Fulfilling Our Aspirations

educational projects

Read our series on education

ATD Fourth World’s goal is to create educational projects that originate from the aspirations of children with a lived experience of extreme poverty.

Inspired by their thirst for learning, ATD Fourth World supports children in extreme poverty and their families by creating projects that leave no one behind. In countries around the world, this has propelled ATD to prioritize quality education for all. Not only is this important on the grassroots level but in our international advocacy programs as well.

Learning from the successes in the field of education

Sarah Ortega, an ATD Fourth World Volunteer Corps member from the Philippines and other ATD members in Manila ran educational programs and activities that took place over a long period. After several years, Sarah was sent to work with ATD in France. When she returned to the Philippines after eight years in France, the first person she met was Cathy, a woman living in poverty who, as a child, took part in the street library. Below Sarah recounts1 how this encounter with Cathy motivated her and the ATD team in the Philippines to examine their street library program and ultimately restructure it.

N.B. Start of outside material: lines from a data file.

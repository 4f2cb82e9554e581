//! RDF triple (statement) and triple patterns
//!
//! A triple is a single RDF statement: subject-predicate-object. A triple
//! pattern is a triple in which any component may be a wildcard; graphs
//! expose `find(pattern)` as their primary query operation.

use crate::Term;
use serde::{Deserialize, Serialize};

/// An RDF triple (subject-predicate-object)
///
/// # Invariants
///
/// - Subject can be IRI or blank node (not literal)
/// - Predicate must be IRI
/// - Object can be any term
///
/// These invariants are not enforced at construction time; the parser only
/// ever produces conforming triples.
#[derive(Clone, Debug, PartialEq, Eq, Hash, PartialOrd, Ord, Serialize, Deserialize)]
pub struct Triple {
    /// Subject (IRI or blank node)
    pub s: Term,
    /// Predicate (IRI only)
    pub p: Term,
    /// Object (IRI, blank node, or literal)
    pub o: Term,
}

impl Triple {
    /// Create a new triple
    pub fn new(s: Term, p: Term, o: Term) -> Self {
        Self { s, p, o }
    }

    /// Get the subject
    pub fn subject(&self) -> &Term {
        &self.s
    }

    /// Get the predicate
    pub fn predicate(&self) -> &Term {
        &self.p
    }

    /// Get the object
    pub fn object(&self) -> &Term {
        &self.o
    }
}

impl std::fmt::Display for Triple {
    fn fmt(&self, f: &mut std::fmt::Formatter<'_>) -> std::fmt::Result {
        write!(f, "{} {} {} .", self.s, self.p, self.o)
    }
}

/// A triple pattern: each component is either a concrete term or a wildcard.
///
/// `None` matches any term. [`TriplePattern::ANY`] matches every triple.
#[derive(Clone, Debug, Default, PartialEq, Eq)]
pub struct TriplePattern {
    /// Subject to match, or wildcard
    pub s: Option<Term>,
    /// Predicate to match, or wildcard
    pub p: Option<Term>,
    /// Object to match, or wildcard
    pub o: Option<Term>,
}

impl TriplePattern {
    /// The pattern matching every triple.
    pub const ANY: TriplePattern = TriplePattern {
        s: None,
        p: None,
        o: None,
    };

    /// Create a pattern from optional components.
    pub fn new(s: Option<Term>, p: Option<Term>, o: Option<Term>) -> Self {
        Self { s, p, o }
    }

    /// Pattern with a concrete subject.
    pub fn with_subject(s: Term) -> Self {
        Self {
            s: Some(s),
            p: None,
            o: None,
        }
    }

    /// Pattern with a concrete predicate and object.
    pub fn with_po(p: Term, o: Term) -> Self {
        Self {
            s: None,
            p: Some(p),
            o: Some(o),
        }
    }

    /// Pattern with a concrete subject and predicate.
    pub fn with_sp(s: Term, p: Term) -> Self {
        Self {
            s: Some(s),
            p: Some(p),
            o: None,
        }
    }

    /// True if all three components are concrete.
    pub fn is_concrete(&self) -> bool {
        self.s.is_some() && self.p.is_some() && self.o.is_some()
    }

    /// True if all three components are wildcards.
    pub fn is_any(&self) -> bool {
        self.s.is_none() && self.p.is_none() && self.o.is_none()
    }

    /// Check whether a triple matches this pattern.
    pub fn matches(&self, triple: &Triple) -> bool {
        fn component(slot: &Option<Term>, term: &Term) -> bool {
            match slot {
                Some(t) => t == term,
                None => true,
            }
        }
        component(&self.s, &triple.s)
            && component(&self.p, &triple.p)
            && component(&self.o, &triple.o)
    }
}

impl From<&Triple> for TriplePattern {
    fn from(t: &Triple) -> Self {
        TriplePattern {
            s: Some(t.s.clone()),
            p: Some(t.p.clone()),
            o: Some(t.o.clone()),
        }
    }
}

#[cfg(test)]
mod tests {
    use super::*;

    fn triple() -> Triple {
        Triple::new(
            Term::iri("http://example.org/alice"),
            Term::iri("http://example.org/name"),
            Term::string("Alice"),
        )
    }

    #[test]
    fn test_pattern_any_matches_everything() {
        assert!(TriplePattern::ANY.matches(&triple()));
    }

    #[test]
    fn test_pattern_component_match() {
        let t = triple();
        assert!(TriplePattern::with_subject(Term::iri("http://example.org/alice")).matches(&t));
        assert!(!TriplePattern::with_subject(Term::iri("http://example.org/bob")).matches(&t));

        let po = TriplePattern::with_po(
            Term::iri("http://example.org/name"),
            Term::string("Alice"),
        );
        assert!(po.matches(&t));

        let wrong_object = TriplePattern::with_po(
            Term::iri("http://example.org/name"),
            Term::string("Bob"),
        );
        assert!(!wrong_object.matches(&t));
    }

    #[test]
    fn test_pattern_concrete() {
        let t = triple();
        let concrete = TriplePattern::from(&t);
        assert!(concrete.is_concrete());
        assert!(concrete.matches(&t));
        assert!(!concrete.is_any());
    }
}
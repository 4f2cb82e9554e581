//! Set-semantics triple store with a lazily built triple-pattern index
//!
//! [`IndexedGraph`] is the concrete store every parsed graph lands in. Small
//! header graphs use [`IndexingMode::Minimal`] and answer `find` by scanning;
//! body and difference graphs use [`IndexingMode::LazyParallel`], which
//! builds by-subject/by-predicate/by-object posting lists on first use (or
//! eagerly in parallel when the sink finalizes the dataset).
//!
//! The prefix map is attached per graph and never affects triple identity.

use crate::{Triple, TriplePattern};
use once_cell::sync::OnceCell;
use rustc_hash::{FxHashMap, FxHashSet};
use std::collections::BTreeMap;

use crate::Term;

/// Prefix -> namespace IRI mapping, deterministic iteration order.
pub type PrefixMap = BTreeMap<String, String>;

/// Indexing strategy for a graph.
#[derive(Clone, Copy, Debug, PartialEq, Eq)]
pub enum IndexingMode {
    /// No pattern index; `find` scans. For small graphs (model headers).
    Minimal,
    /// Pattern index built lazily, in parallel when requested via
    /// [`IndexedGraph::init_index_parallel`]. For body and difference
    /// graphs.
    LazyParallel,
}

/// The read contract shared by all graph shapes.
///
/// `find` returns a lazy iterator; any pattern component may be a wildcard.
/// After index finalization, `find` returns every matching triple exactly
/// once, in no particular order.
pub trait GraphView {
    /// Concrete-triple membership test.
    fn contains(&self, triple: &Triple) -> bool;

    /// All triples matching the pattern.
    fn find<'a>(&'a self, pattern: &TriplePattern) -> Box<dyn Iterator<Item = &'a Triple> + 'a>;

    /// Number of triples in the view.
    fn len(&self) -> usize;

    /// True if the view holds no triples.
    fn is_empty(&self) -> bool {
        self.len() == 0
    }

    /// The prefix map of the view.
    fn prefixes(&self) -> &PrefixMap;
}

#[derive(Clone, Debug, Default)]
struct PatternIndex {
    by_subject: FxHashMap<Term, Vec<Triple>>,
    by_predicate: FxHashMap<Term, Vec<Triple>>,
    by_object: FxHashMap<Term, Vec<Triple>>,
}

impl PatternIndex {
    fn build(triples: &FxHashSet<Triple>) -> Self {
        fn group_by<'a>(
            triples: impl Iterator<Item = &'a Triple>,
            key: fn(&Triple) -> &Term,
        ) -> FxHashMap<Term, Vec<Triple>> {
            let mut map: FxHashMap<Term, Vec<Triple>> = FxHashMap::default();
            for t in triples {
                map.entry(key(t).clone()).or_default().push(t.clone());
            }
            map
        }

        // The three posting maps are independent; build them on separate
        // rayon tasks.
        let (by_subject, (by_predicate, by_object)) = rayon::join(
            || group_by(triples.iter(), |t| &t.s),
            || {
                rayon::join(
                    || group_by(triples.iter(), |t| &t.p),
                    || group_by(triples.iter(), |t| &t.o),
                )
            },
        );

        PatternIndex {
            by_subject,
            by_predicate,
            by_object,
        }
    }

    /// Smallest posting list applicable to the bound pattern components,
    /// or None when the pattern is fully unbound.
    fn candidates(&self, pattern: &TriplePattern) -> Option<&[Triple]> {
        static EMPTY: &[Triple] = &[];
        fn consider<'a>(best: Option<&'a [Triple]>, list: Option<&'a Vec<Triple>>) -> Option<&'a [Triple]> {
            let list = list.map(Vec::as_slice).unwrap_or(EMPTY);
            match best {
                Some(b) if b.len() <= list.len() => best,
                _ => Some(list),
            }
        }
        let mut best: Option<&[Triple]> = None;
        if let Some(s) = &pattern.s {
            best = consider(best, self.by_subject.get(s));
        }
        if let Some(p) = &pattern.p {
            best = consider(best, self.by_predicate.get(p));
        }
        if let Some(o) = &pattern.o {
            best = consider(best, self.by_object.get(o));
        }
        best
    }
}

/// An in-memory triple set with indexed pattern lookup and a prefix map.
#[derive(Debug)]
pub struct IndexedGraph {
    mode: IndexingMode,
    triples: FxHashSet<Triple>,
    index: OnceCell<PatternIndex>,
    prefixes: PrefixMap,
}

impl IndexedGraph {
    /// Create an empty graph with the given indexing mode.
    pub fn new(mode: IndexingMode) -> Self {
        Self {
            mode,
            triples: FxHashSet::default(),
            index: OnceCell::new(),
            prefixes: PrefixMap::new(),
        }
    }

    /// The indexing mode of this graph.
    pub fn indexing_mode(&self) -> IndexingMode {
        self.mode
    }

    /// Add a triple. Returns false if the triple was already present.
    pub fn add(&mut self, triple: Triple) -> bool {
        let inserted = self.triples.insert(triple);
        if inserted {
            self.invalidate_index();
        }
        inserted
    }

    /// Delete a triple. Returns false if the triple was not present.
    pub fn delete(&mut self, triple: &Triple) -> bool {
        let removed = self.triples.remove(triple);
        if removed {
            self.invalidate_index();
        }
        removed
    }

    /// Remove all triples.
    pub fn clear(&mut self) {
        self.triples.clear();
        self.invalidate_index();
    }

    /// Concrete-triple membership test, O(1).
    pub fn contains(&self, triple: &Triple) -> bool {
        self.triples.contains(triple)
    }

    /// Number of triples.
    pub fn len(&self) -> usize {
        self.triples.len()
    }

    /// True if the graph holds no triples.
    pub fn is_empty(&self) -> bool {
        self.triples.is_empty()
    }

    /// Iterate over all triples.
    pub fn iter(&self) -> impl Iterator<Item = &Triple> {
        self.triples.iter()
    }

    /// All triples matching the pattern, lazily.
    pub fn find<'a>(
        &'a self,
        pattern: &TriplePattern,
    ) -> Box<dyn Iterator<Item = &'a Triple> + 'a> {
        let pattern = pattern.clone();
        if self.mode == IndexingMode::LazyParallel && !pattern.is_any() {
            let index = self.index.get_or_init(|| PatternIndex::build(&self.triples));
            if let Some(candidates) = index.candidates(&pattern) {
                return Box::new(
                    candidates
                        .iter()
                        .filter(move |t| pattern.matches(t)),
                );
            }
        }
        Box::new(self.triples.iter().filter(move |t| pattern.matches(t)))
    }

    /// Eagerly build the pattern index for a lazy graph.
    ///
    /// Idempotent; a no-op for [`IndexingMode::Minimal`] graphs. Called by
    /// the sink when a parse finishes, before the graph becomes visible to
    /// concurrent readers.
    pub fn init_index_parallel(&self) {
        if self.mode == IndexingMode::LazyParallel {
            self.index.get_or_init(|| PatternIndex::build(&self.triples));
        }
    }

    /// True once the pattern index has been built.
    pub fn is_index_initialized(&self) -> bool {
        self.index.get().is_some()
    }

    /// Bind a prefix to a namespace IRI on this graph.
    pub fn set_prefix(&mut self, prefix: impl Into<String>, namespace: impl Into<String>) {
        self.prefixes.insert(prefix.into(), namespace.into());
    }

    /// Copy all bindings from the given prefix map into this graph's map.
    pub fn set_prefixes(&mut self, prefixes: &PrefixMap) {
        for (p, ns) in prefixes {
            self.prefixes.insert(p.clone(), ns.clone());
        }
    }

    /// The prefix map of this graph.
    pub fn prefixes(&self) -> &PrefixMap {
        &self.prefixes
    }

    fn invalidate_index(&mut self) {
        if self.index.get().is_some() {
            self.index = OnceCell::new();
        }
    }
}

impl Clone for IndexedGraph {
    fn clone(&self) -> Self {
        // The clone starts with an unbuilt index.
        Self {
            mode: self.mode,
            triples: self.triples.clone(),
            index: OnceCell::new(),
            prefixes: self.prefixes.clone(),
        }
    }
}

impl Default for IndexedGraph {
    fn default() -> Self {
        Self::new(IndexingMode::LazyParallel)
    }
}

impl GraphView for IndexedGraph {
    fn contains(&self, triple: &Triple) -> bool {
        IndexedGraph::contains(self, triple)
    }

    fn find<'a>(&'a self, pattern: &TriplePattern) -> Box<dyn Iterator<Item = &'a Triple> + 'a> {
        IndexedGraph::find(self, pattern)
    }

    fn len(&self) -> usize {
        IndexedGraph::len(self)
    }

    fn prefixes(&self) -> &PrefixMap {
        IndexedGraph::prefixes(self)
    }
}

impl Extend<Triple> for IndexedGraph {
    fn extend<T: IntoIterator<Item = Triple>>(&mut self, iter: T) {
        for t in iter {
            self.add(t);
        }
    }
}

impl FromIterator<Triple> for IndexedGraph {
    fn from_iter<T: IntoIterator<Item = Triple>>(iter: T) -> Self {
        let mut g = IndexedGraph::default();
        g.extend(iter);
        g
    }
}
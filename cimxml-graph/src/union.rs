//! Non-deduplicating read-only union of several graphs
//!
//! Intended for presenting "header + body" as a single graph cheaply.
//! `find` concatenates the component results without removing duplicates; a
//! triple present in two components is reported twice, and `len` is the sum
//! of the component sizes.

use crate::{GraphView, PrefixMap, Triple, TriplePattern};

/// Read-only view over an ordered list of graphs.
pub struct DisjointUnion<'a> {
    parts: Vec<&'a dyn GraphView>,
    prefixes: PrefixMap,
}

impl<'a> DisjointUnion<'a> {
    /// Create a union over the given graphs, in order.
    pub fn new(parts: Vec<&'a dyn GraphView>) -> Self {
        Self {
            parts,
            prefixes: PrefixMap::new(),
        }
    }

    /// Append another component graph.
    pub fn push(&mut self, graph: &'a dyn GraphView) {
        self.parts.push(graph);
    }

    /// The component graphs, in order.
    pub fn parts(&self) -> &[&'a dyn GraphView] {
        &self.parts
    }

    /// Copy all bindings from the given prefix map.
    pub fn set_prefixes(&mut self, prefixes: &PrefixMap) {
        for (p, ns) in prefixes {
            self.prefixes.insert(p.clone(), ns.clone());
        }
    }
}

impl GraphView for DisjointUnion<'_> {
    fn contains(&self, triple: &Triple) -> bool {
        self.parts.iter().any(|g| g.contains(triple))
    }

    fn find<'b>(&'b self, pattern: &TriplePattern) -> Box<dyn Iterator<Item = &'b Triple> + 'b> {
        let pattern = pattern.clone();
        Box::new(
            self.parts
                .iter()
                .flat_map(move |g| g.find(&pattern)),
        )
    }

    fn len(&self) -> usize {
        self.parts.iter().map(|g| g.len()).sum()
    }

    fn prefixes(&self) -> &PrefixMap {
        &self.prefixes
    }
}
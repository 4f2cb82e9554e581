//! IRI resolution under a stacked base
//!
//! The parser pushes a `(base, lang)` frame whenever `xml:base` or
//! `xml:lang` appears on an element and pops it at the closing tag. Each
//! base owns a resolution cache; the cache for the absent base is shared
//! across frames.
//!
//! Reference resolution follows RFC 3986 section 5: scheme/authority/path
//! merge plus dot-segment removal.

use rustc_hash::FxHashMap;
use std::sync::Arc;

/// A resolved reference plus whether it is still relative (no scheme).
#[derive(Clone, Debug)]
pub struct ResolvedIri {
    /// The resolution result.
    pub iri: Arc<str>,
    /// True when the result carries no scheme.
    pub is_relative: bool,
}

/// True if the string starts with an RFC 3986 scheme
/// (`ALPHA *( ALPHA / DIGIT / "+" / "-" / "." ) ":"`).
pub fn has_scheme(iri: &str) -> bool {
    match iri.find(':') {
        Some(pos) => {
            let scheme = &iri[..pos];
            !scheme.is_empty()
                && scheme.as_bytes()[0].is_ascii_alphabetic()
                && scheme
                    .bytes()
                    .all(|b| b.is_ascii_alphanumeric() || matches!(b, b'+' | b'-' | b'.'))
        }
        None => false,
    }
}

struct Components<'a> {
    scheme: Option<&'a str>,
    authority: Option<&'a str>,
    path: &'a str,
    query: Option<&'a str>,
    fragment: Option<&'a str>,
}

fn split_iri(iri: &str) -> Components<'_> {
    let (rest, fragment) = match iri.split_once('#') {
        Some((r, f)) => (r, Some(f)),
        None => (iri, None),
    };
    let (rest, query) = match rest.split_once('?') {
        Some((r, q)) => (r, Some(q)),
        None => (rest, None),
    };
    let (scheme, rest) = if has_scheme(rest) {
        match rest.split_once(':') {
            Some((s, r)) => (Some(s), r),
            None => (None, rest),
        }
    } else {
        (None, rest)
    };
    let (authority, path) = match rest.strip_prefix("//") {
        Some(after) => match after.find('/') {
            Some(pos) => (Some(&after[..pos]), &after[pos..]),
            None => (Some(after), ""),
        },
        None => (None, rest),
    };
    Components {
        scheme,
        authority,
        path,
        query,
        fragment,
    }
}

/// RFC 3986 section 5.2.4.
fn remove_dot_segments(path: &str) -> String {
    let mut input = path.to_string();
    let mut output = String::with_capacity(path.len());
    while !input.is_empty() {
        if input.starts_with("../") {
            input.drain(..3);
        } else if input.starts_with("./") {
            input.drain(..2);
        } else if input.starts_with("/./") {
            input.replace_range(..3, "/");
        } else if input == "/." {
            input.replace_range(.., "/");
        } else if input.starts_with("/../") {
            input.replace_range(..4, "/");
            pop_segment(&mut output);
        } else if input == "/.." {
            input.replace_range(.., "/");
            pop_segment(&mut output);
        } else if input == "." || input == ".." {
            input.clear();
        } else {
            let start = usize::from(input.starts_with('/'));
            let end = match input[start..].find('/') {
                Some(pos) => start + pos,
                None => input.len(),
            };
            output.push_str(&input[..end]);
            input.drain(..end);
        }
    }
    output
}

fn pop_segment(output: &mut String) {
    if let Some(pos) = output.rfind('/') {
        output.truncate(pos);
    } else {
        output.clear();
    }
}

/// RFC 3986 section 5.2.3.
fn merge_paths(base: &Components<'_>, reference_path: &str) -> String {
    if base.authority.is_some() && base.path.is_empty() {
        return format!("/{reference_path}");
    }
    match base.path.rfind('/') {
        Some(pos) => format!("{}{}", &base.path[..=pos], reference_path),
        None => reference_path.to_string(),
    }
}

/// Resolve a reference against a base IRI, RFC 3986 section 5.2.2.
pub fn resolve(base: &str, reference: &str) -> String {
    let b = split_iri(base);
    let r = split_iri(reference);

    let (scheme, authority, path, query);
    if r.scheme.is_some() {
        scheme = r.scheme;
        authority = r.authority;
        path = remove_dot_segments(r.path);
        query = r.query;
    } else if r.authority.is_some() {
        scheme = b.scheme;
        authority = r.authority;
        path = remove_dot_segments(r.path);
        query = r.query;
    } else if r.path.is_empty() {
        scheme = b.scheme;
        authority = b.authority;
        path = b.path.to_string();
        query = r.query.or(b.query);
    } else {
        scheme = b.scheme;
        authority = b.authority;
        path = if r.path.starts_with('/') {
            remove_dot_segments(r.path)
        } else {
            remove_dot_segments(&merge_paths(&b, r.path))
        };
        query = r.query;
    }

    let mut result = String::new();
    if let Some(s) = scheme {
        result.push_str(s);
        result.push(':');
    }
    if let Some(a) = authority {
        result.push_str("//");
        result.push_str(a);
    }
    result.push_str(&path);
    if let Some(q) = query {
        result.push('?');
        result.push_str(q);
    }
    if let Some(f) = r.fragment {
        result.push('#');
        result.push_str(f);
    }
    result
}

struct Frame {
    base: Option<Arc<str>>,
    lang: Option<Arc<str>>,
}

/// Stacked `(base, lang)` state with per-base resolution caches.
pub struct IriResolver {
    base: Option<Arc<str>>,
    lang: Option<Arc<str>>,
    stack: Vec<Frame>,
    caches: FxHashMap<Arc<str>, FxHashMap<String, Arc<str>>>,
    null_base_cache: FxHashMap<String, Arc<str>>,
}

impl IriResolver {
    /// Create a resolver with an optional initial base.
    pub fn new(base: Option<&str>) -> Self {
        Self {
            base: base.map(Arc::from),
            lang: None,
            stack: Vec::new(),
            caches: FxHashMap::default(),
            null_base_cache: FxHashMap::default(),
        }
    }

    /// The current base, if any.
    pub fn base(&self) -> Option<&str> {
        self.base.as_deref()
    }

    /// Replace the current base without pushing a frame (used for the
    /// implicit CIMXML base on the root element).
    pub fn set_base(&mut self, base: &str) {
        self.base = Some(Arc::from(base));
    }

    /// The in-scope language, None when unset or empty.
    pub fn current_lang(&self) -> Option<&str> {
        match self.lang.as_deref() {
            Some("") | None => None,
            Some(lang) => Some(lang),
        }
    }

    /// Push a frame; `base`/`lang` of `None` keep the current value.
    pub fn push_frame(&mut self, base: Option<&str>, lang: Option<&str>) {
        self.stack.push(Frame {
            base: self.base.clone(),
            lang: self.lang.clone(),
        });
        if let Some(base) = base {
            if self.base.as_deref() != Some(base) {
                self.base = Some(Arc::from(base));
            }
        }
        if let Some(lang) = lang {
            self.lang = Some(Arc::from(lang));
        }
    }

    /// Pop the most recent frame.
    pub fn pop_frame(&mut self) {
        if let Some(frame) = self.stack.pop() {
            self.base = frame.base;
            self.lang = frame.lang;
        }
    }

    /// Resolve a reference against the current base, caching by base.
    ///
    /// With no base in scope, the reference is returned as-is (possibly
    /// still relative; the caller decides whether that is a warning or an
    /// error).
    pub fn resolve(&mut self, reference: &str) -> ResolvedIri {
        let cache = match &self.base {
            Some(base) => self.caches.entry(base.clone()).or_default(),
            None => &mut self.null_base_cache,
        };
        if let Some(hit) = cache.get(reference) {
            return ResolvedIri {
                iri: hit.clone(),
                is_relative: !has_scheme(hit),
            };
        }
        let resolved: Arc<str> = match &self.base {
            Some(base) => Arc::from(resolve(base, reference)),
            None => Arc::from(reference),
        };
        cache.insert(reference.to_string(), resolved.clone());
        ResolvedIri {
            is_relative: !has_scheme(&resolved),
            iri: resolved,
        }
    }
}
//! CIM UUID normalization
//!
//! CIMXML documents reference master resource identifiers as UUIDs in
//! `rdf:about`, `rdf:ID`, and `rdf:resource` values, prefixed with `_`. The
//! canonical subject IRI is `urn:uuid:<lower-case-dashed-uuid>`; upper-case
//! and dashless spellings are repaired with a warning.

use once_cell::sync::Lazy;
use regex::Regex;

static UUID_DASHED: Lazy<Regex> = Lazy::new(|| {
    Regex::new("^[0-9a-f]{8}-[0-9a-f]{4}-[0-9a-f]{4}-[0-9a-f]{4}-[0-9a-f]{12}$")
        .unwrap_or_else(|e| panic!("invalid UUID pattern: {e}"))
});

static UUID_PLAIN: Lazy<Regex> = Lazy::new(|| {
    Regex::new("^[0-9a-f]{32}$").unwrap_or_else(|e| panic!("invalid UUID pattern: {e}"))
});

const URN_UUID: &str = "urn:uuid:";

/// How a UUID candidate normalized.
#[derive(Debug, PartialEq, Eq)]
pub enum CimUuid {
    /// Already canonical; `iri` is `urn:uuid:<uuid>`.
    Canonical(String),
    /// Canonicalized with a repair the caller should warn about.
    Fixed {
        /// The canonical `urn:uuid:` IRI.
        iri: String,
        /// What was repaired.
        note: String,
    },
    /// Not a CIM UUID; fall back to ordinary IRI resolution.
    NotAUuid,
}

/// Normalize a UUID candidate (the part after `#_` or `_`).
pub fn normalize_cim_uuid(part: &str) -> CimUuid {
    match part.len() {
        36 => {
            if UUID_DASHED.is_match(part) {
                return CimUuid::Canonical(format!("{URN_UUID}{part}"));
            }
            let lower = part.to_lowercase();
            if UUID_DASHED.is_match(&lower) {
                return CimUuid::Fixed {
                    iri: format!("{URN_UUID}{lower}"),
                    note: format!(
                        "CIM UUID with upper case letters: '{part}' - converted to lower case form"
                    ),
                };
            }
            CimUuid::NotAUuid
        }
        32 => {
            if UUID_PLAIN.is_match(part) {
                return CimUuid::Fixed {
                    iri: dashed(part),
                    note: format!("CIM UUID without dashes: '{part}' - converted to dashed form"),
                };
            }
            let lower = part.to_lowercase();
            if UUID_PLAIN.is_match(&lower) {
                return CimUuid::Fixed {
                    iri: dashed(&lower),
                    note: format!(
                        "CIM UUID with upper case letters and without dashes: '{part}' - converted to lower case dashed form"
                    ),
                };
            }
            CimUuid::NotAUuid
        }
        _ => CimUuid::NotAUuid,
    }
}

fn dashed(plain: &str) -> String {
    format!(
        "{URN_UUID}{}-{}-{}-{}-{}",
        &plain[0..8],
        &plain[8..12],
        &plain[12..16],
        &plain[16..20],
        &plain[20..32]
    )
}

Cathy and Sarah (standing) during a street library in 1993 © CM Platroz, ATD Fourth World
  • “People with books”

  • You were ten years old when I first met you. You lived under a bridge with your family. Under the bridge, a place you called home.
  • I can still hear the echo of your voice when you said, “Your stuff with books sucks!” You always preferred to distance yourself from the other children and us. You were like a sentry watching over me with intense, critical eyes. You were very proud as a child, as proud as your parents, and you used to tell me, “My parents would never make me beg on the street.”
  • It took us a long time to get to know you; you were close yet distant until one day, we became friends. We read many books together, and you remembered almost all the stories by heart. We did many different activities with the other children; we had a lot of fun. You shared your thoughts and feelings; sometimes, we discussed your dreams. You dreamed of being a teacher and having a house for your family. You wanted to be somebody; you wished to be like the people you call “people with books”.
  • “We want all children to have the same chances”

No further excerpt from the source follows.